제1항에 있어서, 결실되는 부위는 폐렴구균 전체 유전자의 534172번부터 535222번까지임을 특징으로 하는 폐렴구균 돌연변이체.
서열번호 1로 표시되는 spr0526, spr0527, 및 spr0528유전자의 기능을 손상시키는 폐렴구균 돌연변이 유발용 DNA.
제3항의 돌연변이 유발용 DNA를 제조하기 위한 서열번호 2 내지 7로 표시되는 프라이머 세트.
제 3항의 DNA가 도입되어 형질전환된 폐렴구균 돌연변이체 .
제1항, 제2항 및 제 5항 중 어느 한 항에 있어서, 폐렴구균은 D39임을 특징으로 하는 돌연변이체.
제 1항, 제2항, 및 제 5항 중 어느 하나의 항의 돌연변이체를 유효성분으로 하고, 약제학적으로 허용되는 담체를 포함하는 폐렴 구균 치료용 백신 조성물.
제 7항에 있어서, 복강을 통하여 백신화시키는 것을 특징으로 하는 백신 조성물.
제 7항에 있어서, 인후 점막를 통해 점막에 투여하는 것을 특징으로 하는 백신 조성물.
제9항에 있어서, 에어로졸 또는 점적 전달 시스템의 형태로투여하는 것을 특징으로 하는 백신 조성물.
제7항에 있어서, 사람 또는 동물을 폐렴구균 감염증에 대해 면역화시키기 위한 것임을 특징으로 하는 백신 조성물.
제11항에 있어서, 폐렴구균 감염증이 세균성 폐렴, 중이염, 균혈증 또는 수막염임을 특징으로 하는 백신 조성물.

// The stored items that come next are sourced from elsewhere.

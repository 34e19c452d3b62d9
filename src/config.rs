//! Core configuration.
//!
//! Loaded from TOML (`CoreConfig::from_file`), from `RAIL_*` environment
//! variables (`CoreConfig::from_env`), or built from defaults. Every
//! section has serde defaults, so a partial file is valid.
//!
//! Headway and tolerance defaults are operating-rule inputs; confirm them
//! against the infrastructure manager's rules before production use.

use serde::{Deserialize, Serialize};
use std::path::Path;
use std::str::FromStr;
use std::time::Duration;

use crate::error::ConfigError;
use crate::models::{Objective, MINUTE_MS};

/// Top-level configuration.
#[derive(Debug, Clone, PartialEq, Default, Serialize, Deserialize)]
#[serde(default)]
pub struct CoreConfig {
    pub detection: DetectionConfig,
    pub optimization: OptimizationConfig,
    pub solver: SolverConfig,
    pub store: StoreConfig,
    pub sync: SyncConfig,
    pub logging: LoggingConfig,
}

/// Conflict detection parameters.
#[derive(Debug, Clone, PartialEq, Serialize, Deserialize)]
#[serde(default)]
pub struct DetectionConfig {
    /// Headway used when no SafetyDistance constraint applies (minutes).
    pub default_headway_minutes: u32,
    /// Wait a higher-priority train may absorb before a precedence
    /// conflict is raised (minutes).
    pub precedence_tolerance_minutes: u32,
    /// Assumed dwell of an occupant without a slot for its section (minutes).
    pub unscheduled_dwell_minutes: u32,
}

impl Default for DetectionConfig {
    fn default() -> Self {
        Self {
            default_headway_minutes: 5,
            precedence_tolerance_minutes: 5,
            unscheduled_dwell_minutes: 10,
        }
    }
}

impl DetectionConfig {
    pub fn default_headway_ms(&self) -> i64 {
        self.default_headway_minutes as i64 * MINUTE_MS
    }

    pub fn precedence_tolerance_ms(&self) -> i64 {
        self.precedence_tolerance_minutes as i64 * MINUTE_MS
    }

    pub fn unscheduled_dwell_ms(&self) -> i64 {
        self.unscheduled_dwell_minutes as i64 * MINUTE_MS
    }
}

/// Orchestrator parameters.
#[derive(Debug, Clone, PartialEq, Serialize, Deserialize)]
#[serde(default)]
pub struct OptimizationConfig {
    /// Hard bound on one solver call (seconds).
    pub solver_timeout_seconds: u64,
    /// Horizon used by the periodic sweep (minutes).
    pub default_time_horizon_minutes: u32,
    /// Largest horizon a caller may request (minutes).
    pub max_time_horizon_minutes: u32,
    /// Objective used by the periodic sweep.
    pub default_objective: Objective,
    /// Interval between periodic sweeps (seconds).
    pub sweep_interval_seconds: u64,
}

impl Default for OptimizationConfig {
    fn default() -> Self {
        Self {
            solver_timeout_seconds: 30,
            default_time_horizon_minutes: 120,
            max_time_horizon_minutes: 1440,
            default_objective: Objective::BalancedOptimal,
            sweep_interval_seconds: 30,
        }
    }
}

impl OptimizationConfig {
    pub fn solver_timeout(&self) -> Duration {
        Duration::from_secs(self.solver_timeout_seconds)
    }

    pub fn sweep_interval(&self) -> Duration {
        Duration::from_secs(self.sweep_interval_seconds)
    }
}

/// Remote solver connection parameters.
#[derive(Debug, Clone, PartialEq, Serialize, Deserialize)]
#[serde(default)]
pub struct SolverConfig {
    /// Base URL of the solver service; `None` runs heuristic-only.
    pub endpoint: Option<String>,
    /// First reconnect delay (ms).
    pub backoff_base_ms: u64,
    /// Reconnect delay ceiling (ms).
    pub backoff_max_ms: u64,
}

impl Default for SolverConfig {
    fn default() -> Self {
        Self {
            endpoint: None,
            backoff_base_ms: 500,
            backoff_max_ms: 30_000,
        }
    }
}

/// State store parameters.
#[derive(Debug, Clone, PartialEq, Serialize, Deserialize)]
#[serde(default)]
pub struct StoreConfig {
    /// How long retired trains stay visible for audit (minutes).
    pub retention_minutes: u32,
}

impl Default for StoreConfig {
    fn default() -> Self {
        Self {
            retention_minutes: 60,
        }
    }
}

impl StoreConfig {
    pub fn retention_ms(&self) -> i64 {
        self.retention_minutes as i64 * MINUTE_MS
    }
}

/// Synchronizer parameters.
#[derive(Debug, Clone, PartialEq, Serialize, Deserialize)]
#[serde(default)]
pub struct SyncConfig {
    /// Per-channel broadcast buffer.
    pub channel_capacity: usize,
}

impl Default for SyncConfig {
    fn default() -> Self {
        Self {
            channel_capacity: 1024,
        }
    }
}

/// Logging parameters.
#[derive(Debug, Clone, PartialEq, Serialize, Deserialize)]
#[serde(default)]
pub struct LoggingConfig {
    /// `EnvFilter` directive (e.g. `info`, `u_railway=debug`).
    pub level: String,
    /// Emit JSON lines instead of plain text.
    pub json_format: bool,
}

impl Default for LoggingConfig {
    fn default() -> Self {
        Self {
            level: "info".to_string(),
            json_format: false,
        }
    }
}

impl CoreConfig {
    /// Loads configuration from a TOML file.
    pub fn from_file<P: AsRef<Path>>(path: P) -> Result<Self, ConfigError> {
        let path = path.as_ref();
        let text = std::fs::read_to_string(path).map_err(|source| ConfigError::Io {
            path: path.display().to_string(),
            source,
        })?;
        Self::from_toml(&text)
    }

    /// Parses configuration from TOML text.
    pub fn from_toml(text: &str) -> Result<Self, ConfigError> {
        let config: CoreConfig = toml::from_str(text)?;
        config.validate()?;
        Ok(config)
    }

    /// Defaults overridden by `RAIL_*` environment variables.
    pub fn from_env() -> Result<Self, ConfigError> {
        let mut config = Self::default();
        config.apply_overrides(|key| std::env::var(key).ok())?;
        config.validate()?;
        Ok(config)
    }

    /// Applies overrides from a variable lookup.
    pub fn apply_overrides<F>(&mut self, lookup: F) -> Result<(), ConfigError>
    where
        F: Fn(&str) -> Option<String>,
    {
        fn parse<T: FromStr>(key: &str, value: String) -> Result<T, ConfigError> {
            value.parse().map_err(|_| ConfigError::Env {
                key: key.to_string(),
                value,
            })
        }

        if let Some(v) = lookup("RAIL_HEADWAY_MINUTES") {
            self.detection.default_headway_minutes = parse("RAIL_HEADWAY_MINUTES", v)?;
        }
        if let Some(v) = lookup("RAIL_PRECEDENCE_TOLERANCE_MINUTES") {
            self.detection.precedence_tolerance_minutes =
                parse("RAIL_PRECEDENCE_TOLERANCE_MINUTES", v)?;
        }
        if let Some(v) = lookup("RAIL_SOLVER_TIMEOUT_SECONDS") {
            self.optimization.solver_timeout_seconds = parse("RAIL_SOLVER_TIMEOUT_SECONDS", v)?;
        }
        if let Some(v) = lookup("RAIL_TIME_HORIZON_MINUTES") {
            self.optimization.default_time_horizon_minutes =
                parse("RAIL_TIME_HORIZON_MINUTES", v)?;
        }
        if let Some(v) = lookup("RAIL_OBJECTIVE") {
            self.optimization.default_objective =
                Objective::parse(&v).ok_or_else(|| ConfigError::Env {
                    key: "RAIL_OBJECTIVE".to_string(),
                    value: v.clone(),
                })?;
        }
        if let Some(v) = lookup("RAIL_SWEEP_INTERVAL_SECONDS") {
            self.optimization.sweep_interval_seconds = parse("RAIL_SWEEP_INTERVAL_SECONDS", v)?;
        }
        if let Some(v) = lookup("RAIL_SOLVER_ENDPOINT") {
            self.solver.endpoint = if v.is_empty() { None } else { Some(v) };
        }
        if let Some(v) = lookup("RAIL_RETENTION_MINUTES") {
            self.store.retention_minutes = parse("RAIL_RETENTION_MINUTES", v)?;
        }
        if let Some(v) = lookup("RAIL_LOG_LEVEL") {
            self.logging.level = v;
        }
        if let Some(v) = lookup("RAIL_LOG_JSON") {
            self.logging.json_format = parse("RAIL_LOG_JSON", v)?;
        }
        Ok(())
    }

    /// Checks value ranges.
    pub fn validate(&self) -> Result<(), ConfigError> {
        let opt = &self.optimization;
        if opt.solver_timeout_seconds == 0 {
            return Err(ConfigError::Invalid("solver timeout must be > 0".into()));
        }
        if opt.max_time_horizon_minutes == 0 {
            return Err(ConfigError::Invalid("max time horizon must be > 0".into()));
        }
        if opt.default_time_horizon_minutes == 0
            || opt.default_time_horizon_minutes > opt.max_time_horizon_minutes
        {
            return Err(ConfigError::Invalid(format!(
                "default time horizon must be in 1..={}",
                opt.max_time_horizon_minutes
            )));
        }
        if opt.sweep_interval_seconds == 0 {
            return Err(ConfigError::Invalid("sweep interval must be > 0".into()));
        }
        if self.solver.backoff_base_ms == 0 || self.solver.backoff_base_ms > self.solver.backoff_max_ms
        {
            return Err(ConfigError::Invalid(
                "solver backoff must satisfy 0 < base <= max".into(),
            ));
        }
        if self.sync.channel_capacity == 0 {
            return Err(ConfigError::Invalid("channel capacity must be > 0".into()));
        }
        Ok(())
    }
}

#[cfg(test)]
mod tests {
    use super::*;
    use std::collections::HashMap;

    #[test]
    fn test_defaults() {
        let c = CoreConfig::default();
        assert_eq!(c.detection.default_headway_ms(), 5 * MINUTE_MS);
        assert_eq!(c.optimization.solver_timeout(), Duration::from_secs(30));
        assert_eq!(c.optimization.default_time_horizon_minutes, 120);
        assert_eq!(c.store.retention_ms(), 60 * MINUTE_MS);
        assert!(c.validate().is_ok());
    }

    #[test]
    fn test_partial_toml() {
        let c = CoreConfig::from_toml(
            r#"
            [detection]
            default_headway_minutes = 3

            [optimization]
            solver_timeout_seconds = 5
            default_objective = "MinimizeDelay"

            [solver]
            endpoint = "http://solver:50051"
            "#,
        )
        .unwrap();
        assert_eq!(c.detection.default_headway_minutes, 3);
        assert_eq!(c.detection.precedence_tolerance_minutes, 5);
        assert_eq!(c.optimization.solver_timeout_seconds, 5);
        assert_eq!(c.optimization.default_objective, Objective::MinimizeDelay);
        assert_eq!(c.solver.endpoint.as_deref(), Some("http://solver:50051"));
        assert_eq!(c.sync.channel_capacity, 1024);
    }

    #[test]
    fn test_invalid_toml_rejected() {
        assert!(matches!(
            CoreConfig::from_toml("[optimization]\nsolver_timeout_seconds = 0"),
            Err(ConfigError::Invalid(_))
        ));
        assert!(matches!(
            CoreConfig::from_toml("detection = 7"),
            Err(ConfigError::Parse(_))
        ));
    }

    #[test]
    fn test_env_overrides() {
        let vars: HashMap<&str, &str> = [
            ("RAIL_HEADWAY_MINUTES", "4"),
            ("RAIL_OBJECTIVE", "minimize_energy"),
            ("RAIL_SOLVER_ENDPOINT", "http://localhost:9000"),
            ("RAIL_LOG_JSON", "true"),
        ]
        .into_iter()
        .collect();
        let mut c = CoreConfig::default();
        c.apply_overrides(|k| vars.get(k).map(|v| v.to_string()))
            .unwrap();
        assert_eq!(c.detection.default_headway_minutes, 4);
        assert_eq!(c.optimization.default_objective, Objective::MinimizeEnergy);
        assert_eq!(c.solver.endpoint.as_deref(), Some("http://localhost:9000"));
        assert!(c.logging.json_format);
    }

    #[test]
    fn test_env_bad_value() {
        let mut c = CoreConfig::default();
        let err = c
            .apply_overrides(|k| (k == "RAIL_HEADWAY_MINUTES").then(|| "five".to_string()))
            .unwrap_err();
        assert!(matches!(err, ConfigError::Env { .. }));
    }

    #[test]
    fn test_horizon_bounds() {
        let mut c = CoreConfig::default();
        c.optimization.default_time_horizon_minutes = 2000;
        assert!(c.validate().is_err());
    }
}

spr0527 유전자의 단편, 이들로부터 유래되는 펩타이드 및 펩타이드에 대한 항체로 구성되는 군에서 선택되는 어느 하나를 포함하는, 폐렴구균 진단용 키트.
폐렴구균 감염시 발현량이 증가하는 것이 특징인, 폐렴구균 감염 진단용 바이오 마커 spr0527 유전자.
사람 또는 동물로부터 채취한 세포에 대하여 spr0527 유전자 가 발현 여부를 확인하여 폐렴구균 감염 여부를 진단하는 방법.
제15항에 있어서, 웨스턴 블롯, RT-PCR 및 실시간 PCT(real PCR)방법으로 단백질 또는 유전자의 발현 여부를 진단하는 방법.
폐렴 구균에 대한 백신으로 사용하기 위한 제 14항의 유전자로 코딩되어 있는 펩타이드.